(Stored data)

--- START ---

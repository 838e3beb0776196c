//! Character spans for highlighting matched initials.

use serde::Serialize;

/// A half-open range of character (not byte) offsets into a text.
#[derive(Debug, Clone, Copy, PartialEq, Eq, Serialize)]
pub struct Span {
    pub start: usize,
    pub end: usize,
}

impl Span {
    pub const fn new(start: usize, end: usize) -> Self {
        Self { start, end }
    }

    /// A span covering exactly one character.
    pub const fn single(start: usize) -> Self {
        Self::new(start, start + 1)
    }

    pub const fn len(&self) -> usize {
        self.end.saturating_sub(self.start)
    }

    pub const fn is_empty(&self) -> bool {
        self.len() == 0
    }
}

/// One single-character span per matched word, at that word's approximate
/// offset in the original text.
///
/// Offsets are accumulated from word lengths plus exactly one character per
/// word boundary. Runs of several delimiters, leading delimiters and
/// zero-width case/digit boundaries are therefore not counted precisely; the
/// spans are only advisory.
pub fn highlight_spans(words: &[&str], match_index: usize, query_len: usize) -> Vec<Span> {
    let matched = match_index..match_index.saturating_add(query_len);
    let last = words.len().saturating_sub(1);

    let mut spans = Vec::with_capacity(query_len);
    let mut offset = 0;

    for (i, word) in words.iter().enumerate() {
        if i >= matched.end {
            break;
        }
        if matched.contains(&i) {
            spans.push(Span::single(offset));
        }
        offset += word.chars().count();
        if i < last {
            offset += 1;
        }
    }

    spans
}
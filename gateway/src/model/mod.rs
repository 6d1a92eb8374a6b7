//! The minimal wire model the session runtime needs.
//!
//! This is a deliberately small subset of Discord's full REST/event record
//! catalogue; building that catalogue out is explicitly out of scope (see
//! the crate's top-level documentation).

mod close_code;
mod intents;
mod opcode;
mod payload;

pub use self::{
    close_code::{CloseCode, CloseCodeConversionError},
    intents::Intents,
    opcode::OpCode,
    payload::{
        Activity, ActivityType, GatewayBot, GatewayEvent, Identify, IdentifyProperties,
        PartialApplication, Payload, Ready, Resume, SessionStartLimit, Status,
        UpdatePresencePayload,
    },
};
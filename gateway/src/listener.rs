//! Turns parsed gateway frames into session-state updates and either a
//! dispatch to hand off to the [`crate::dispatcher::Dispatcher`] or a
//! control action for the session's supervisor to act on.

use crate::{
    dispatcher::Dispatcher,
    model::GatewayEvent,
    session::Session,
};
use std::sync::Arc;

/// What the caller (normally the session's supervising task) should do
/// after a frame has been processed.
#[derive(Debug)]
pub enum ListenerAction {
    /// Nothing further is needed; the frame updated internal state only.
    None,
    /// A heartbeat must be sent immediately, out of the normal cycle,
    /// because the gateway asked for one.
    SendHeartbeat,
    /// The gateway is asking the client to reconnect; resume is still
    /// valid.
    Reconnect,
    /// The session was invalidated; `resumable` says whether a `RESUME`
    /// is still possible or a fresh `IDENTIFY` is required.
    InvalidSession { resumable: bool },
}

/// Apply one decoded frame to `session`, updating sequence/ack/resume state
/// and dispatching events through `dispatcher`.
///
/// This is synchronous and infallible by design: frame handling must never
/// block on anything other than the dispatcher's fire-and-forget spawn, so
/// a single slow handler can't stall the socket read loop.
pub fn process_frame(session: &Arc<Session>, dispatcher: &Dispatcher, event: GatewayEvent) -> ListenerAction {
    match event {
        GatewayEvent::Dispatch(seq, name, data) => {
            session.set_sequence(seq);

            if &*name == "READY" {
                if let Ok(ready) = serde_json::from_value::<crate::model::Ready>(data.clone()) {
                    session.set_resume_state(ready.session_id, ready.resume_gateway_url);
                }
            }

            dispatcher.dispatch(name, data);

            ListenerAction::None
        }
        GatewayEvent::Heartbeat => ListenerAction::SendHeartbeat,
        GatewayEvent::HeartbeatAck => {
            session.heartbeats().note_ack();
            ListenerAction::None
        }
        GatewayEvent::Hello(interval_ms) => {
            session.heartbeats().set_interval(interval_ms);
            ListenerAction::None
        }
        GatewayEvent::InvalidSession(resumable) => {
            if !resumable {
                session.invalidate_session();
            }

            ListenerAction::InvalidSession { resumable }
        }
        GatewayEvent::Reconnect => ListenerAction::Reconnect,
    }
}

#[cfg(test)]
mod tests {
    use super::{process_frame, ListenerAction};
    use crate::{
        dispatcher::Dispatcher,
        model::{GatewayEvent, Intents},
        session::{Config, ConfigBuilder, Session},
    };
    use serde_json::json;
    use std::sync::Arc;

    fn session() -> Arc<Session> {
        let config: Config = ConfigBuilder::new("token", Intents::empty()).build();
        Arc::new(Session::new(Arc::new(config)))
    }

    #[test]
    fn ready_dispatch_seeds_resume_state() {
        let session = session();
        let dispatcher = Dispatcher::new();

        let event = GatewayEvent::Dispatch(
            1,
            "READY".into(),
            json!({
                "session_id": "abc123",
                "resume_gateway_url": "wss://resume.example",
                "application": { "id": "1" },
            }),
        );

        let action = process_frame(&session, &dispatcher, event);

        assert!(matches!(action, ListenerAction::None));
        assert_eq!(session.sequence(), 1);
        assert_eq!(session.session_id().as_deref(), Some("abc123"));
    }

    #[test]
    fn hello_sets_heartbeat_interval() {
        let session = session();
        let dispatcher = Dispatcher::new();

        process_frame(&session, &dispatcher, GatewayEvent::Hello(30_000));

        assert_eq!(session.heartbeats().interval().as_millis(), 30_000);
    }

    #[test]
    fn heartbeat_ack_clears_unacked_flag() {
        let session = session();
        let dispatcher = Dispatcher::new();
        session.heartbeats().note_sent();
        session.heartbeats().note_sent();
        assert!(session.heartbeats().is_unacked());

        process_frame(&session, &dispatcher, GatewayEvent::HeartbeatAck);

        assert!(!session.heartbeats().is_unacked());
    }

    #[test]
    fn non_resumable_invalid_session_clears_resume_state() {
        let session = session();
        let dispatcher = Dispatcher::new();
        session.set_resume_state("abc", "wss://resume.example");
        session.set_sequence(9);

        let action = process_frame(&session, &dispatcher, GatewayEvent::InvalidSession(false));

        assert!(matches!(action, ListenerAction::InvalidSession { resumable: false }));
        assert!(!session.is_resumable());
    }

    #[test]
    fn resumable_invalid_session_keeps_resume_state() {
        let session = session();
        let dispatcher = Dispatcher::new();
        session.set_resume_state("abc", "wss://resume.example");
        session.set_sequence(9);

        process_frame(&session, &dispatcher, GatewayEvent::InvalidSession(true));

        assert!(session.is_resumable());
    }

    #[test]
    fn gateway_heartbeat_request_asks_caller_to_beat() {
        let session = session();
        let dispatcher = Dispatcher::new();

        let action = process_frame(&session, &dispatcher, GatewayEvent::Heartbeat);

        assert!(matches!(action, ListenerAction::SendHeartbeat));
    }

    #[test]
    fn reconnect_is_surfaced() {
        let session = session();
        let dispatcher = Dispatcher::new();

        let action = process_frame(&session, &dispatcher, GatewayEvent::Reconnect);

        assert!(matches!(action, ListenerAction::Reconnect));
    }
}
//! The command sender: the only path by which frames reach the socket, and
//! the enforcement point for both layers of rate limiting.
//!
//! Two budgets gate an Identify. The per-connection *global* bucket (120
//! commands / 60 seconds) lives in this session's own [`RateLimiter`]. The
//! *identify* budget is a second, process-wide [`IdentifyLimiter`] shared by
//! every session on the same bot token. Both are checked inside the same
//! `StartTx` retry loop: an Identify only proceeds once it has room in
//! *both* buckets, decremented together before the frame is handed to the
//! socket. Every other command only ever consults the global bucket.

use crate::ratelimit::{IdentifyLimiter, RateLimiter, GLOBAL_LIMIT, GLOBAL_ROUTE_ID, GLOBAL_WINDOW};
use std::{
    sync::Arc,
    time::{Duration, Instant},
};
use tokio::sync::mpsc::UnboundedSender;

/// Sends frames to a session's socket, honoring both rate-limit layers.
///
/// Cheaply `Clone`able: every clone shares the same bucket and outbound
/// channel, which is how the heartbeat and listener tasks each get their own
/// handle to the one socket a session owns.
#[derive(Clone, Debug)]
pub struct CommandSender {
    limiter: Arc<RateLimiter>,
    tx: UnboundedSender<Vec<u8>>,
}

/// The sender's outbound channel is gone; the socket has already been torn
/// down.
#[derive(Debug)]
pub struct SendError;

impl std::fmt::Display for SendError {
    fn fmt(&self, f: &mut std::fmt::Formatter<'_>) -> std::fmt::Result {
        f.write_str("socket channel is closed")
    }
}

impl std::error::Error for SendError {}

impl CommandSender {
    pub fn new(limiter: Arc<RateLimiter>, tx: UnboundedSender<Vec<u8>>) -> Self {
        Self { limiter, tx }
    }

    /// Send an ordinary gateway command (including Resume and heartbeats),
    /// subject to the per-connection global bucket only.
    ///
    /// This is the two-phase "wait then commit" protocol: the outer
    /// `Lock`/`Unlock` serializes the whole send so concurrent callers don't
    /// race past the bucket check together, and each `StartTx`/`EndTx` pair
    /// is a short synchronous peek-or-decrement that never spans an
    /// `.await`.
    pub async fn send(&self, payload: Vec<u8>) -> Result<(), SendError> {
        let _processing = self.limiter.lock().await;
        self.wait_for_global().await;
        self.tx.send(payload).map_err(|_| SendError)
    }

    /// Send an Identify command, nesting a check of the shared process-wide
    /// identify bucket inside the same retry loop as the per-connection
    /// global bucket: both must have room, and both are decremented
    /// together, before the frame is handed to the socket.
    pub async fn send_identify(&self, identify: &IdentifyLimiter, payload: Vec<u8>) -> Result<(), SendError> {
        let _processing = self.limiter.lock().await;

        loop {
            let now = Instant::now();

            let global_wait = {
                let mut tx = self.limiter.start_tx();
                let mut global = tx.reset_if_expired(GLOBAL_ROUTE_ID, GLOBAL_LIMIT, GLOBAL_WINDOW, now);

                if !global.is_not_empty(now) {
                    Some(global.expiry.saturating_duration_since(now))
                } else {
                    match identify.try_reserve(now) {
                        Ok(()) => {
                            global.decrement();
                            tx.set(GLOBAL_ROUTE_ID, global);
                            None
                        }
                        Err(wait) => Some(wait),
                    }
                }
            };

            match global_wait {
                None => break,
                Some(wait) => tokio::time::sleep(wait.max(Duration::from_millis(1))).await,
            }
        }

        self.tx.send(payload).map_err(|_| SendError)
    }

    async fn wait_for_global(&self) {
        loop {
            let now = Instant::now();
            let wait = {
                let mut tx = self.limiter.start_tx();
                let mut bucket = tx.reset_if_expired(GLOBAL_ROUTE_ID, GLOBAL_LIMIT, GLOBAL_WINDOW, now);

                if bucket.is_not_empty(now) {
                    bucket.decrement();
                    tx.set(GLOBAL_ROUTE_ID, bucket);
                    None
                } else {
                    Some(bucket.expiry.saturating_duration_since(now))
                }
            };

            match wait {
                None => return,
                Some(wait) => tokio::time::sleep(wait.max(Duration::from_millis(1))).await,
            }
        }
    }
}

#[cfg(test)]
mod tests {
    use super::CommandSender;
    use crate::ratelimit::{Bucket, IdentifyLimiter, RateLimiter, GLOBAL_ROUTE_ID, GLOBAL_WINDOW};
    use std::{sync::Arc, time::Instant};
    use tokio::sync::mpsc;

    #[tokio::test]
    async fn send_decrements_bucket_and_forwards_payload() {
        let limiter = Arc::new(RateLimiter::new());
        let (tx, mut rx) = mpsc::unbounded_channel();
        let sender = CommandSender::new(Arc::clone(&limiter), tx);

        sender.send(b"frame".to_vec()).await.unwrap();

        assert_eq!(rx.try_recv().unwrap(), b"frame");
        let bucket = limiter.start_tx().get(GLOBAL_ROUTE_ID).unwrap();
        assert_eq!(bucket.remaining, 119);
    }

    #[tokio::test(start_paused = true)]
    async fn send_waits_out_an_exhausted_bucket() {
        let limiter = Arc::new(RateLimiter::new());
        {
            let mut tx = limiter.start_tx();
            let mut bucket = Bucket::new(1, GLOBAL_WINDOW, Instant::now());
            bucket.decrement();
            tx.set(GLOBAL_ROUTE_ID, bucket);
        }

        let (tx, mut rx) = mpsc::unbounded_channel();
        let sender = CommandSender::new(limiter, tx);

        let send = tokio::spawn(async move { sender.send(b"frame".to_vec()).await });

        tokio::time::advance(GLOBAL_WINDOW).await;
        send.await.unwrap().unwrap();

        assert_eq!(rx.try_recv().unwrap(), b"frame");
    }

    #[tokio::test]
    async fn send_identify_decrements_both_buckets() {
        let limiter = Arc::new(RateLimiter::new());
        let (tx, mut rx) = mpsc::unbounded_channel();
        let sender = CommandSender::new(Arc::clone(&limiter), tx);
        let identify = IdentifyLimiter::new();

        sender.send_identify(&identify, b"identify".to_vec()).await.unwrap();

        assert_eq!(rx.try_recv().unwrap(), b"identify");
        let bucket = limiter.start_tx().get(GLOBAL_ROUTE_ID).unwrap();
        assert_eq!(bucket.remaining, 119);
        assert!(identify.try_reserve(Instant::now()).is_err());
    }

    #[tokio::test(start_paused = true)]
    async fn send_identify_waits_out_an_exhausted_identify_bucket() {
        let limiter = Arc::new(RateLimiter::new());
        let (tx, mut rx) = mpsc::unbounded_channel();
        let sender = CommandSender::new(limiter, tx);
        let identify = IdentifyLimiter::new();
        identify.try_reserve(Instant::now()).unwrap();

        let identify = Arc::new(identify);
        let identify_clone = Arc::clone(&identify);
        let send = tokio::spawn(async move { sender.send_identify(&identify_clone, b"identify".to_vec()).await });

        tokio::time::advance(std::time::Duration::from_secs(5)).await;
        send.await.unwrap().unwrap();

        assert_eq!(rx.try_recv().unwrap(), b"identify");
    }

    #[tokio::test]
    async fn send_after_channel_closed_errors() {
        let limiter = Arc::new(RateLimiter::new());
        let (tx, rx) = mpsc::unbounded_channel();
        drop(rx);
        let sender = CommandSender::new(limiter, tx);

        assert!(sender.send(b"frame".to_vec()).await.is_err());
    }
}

--- END ---

*Problem to solve*.
How many lines of the records contain the string "move"? Respond with the number alone.

*Solution for this task*.
2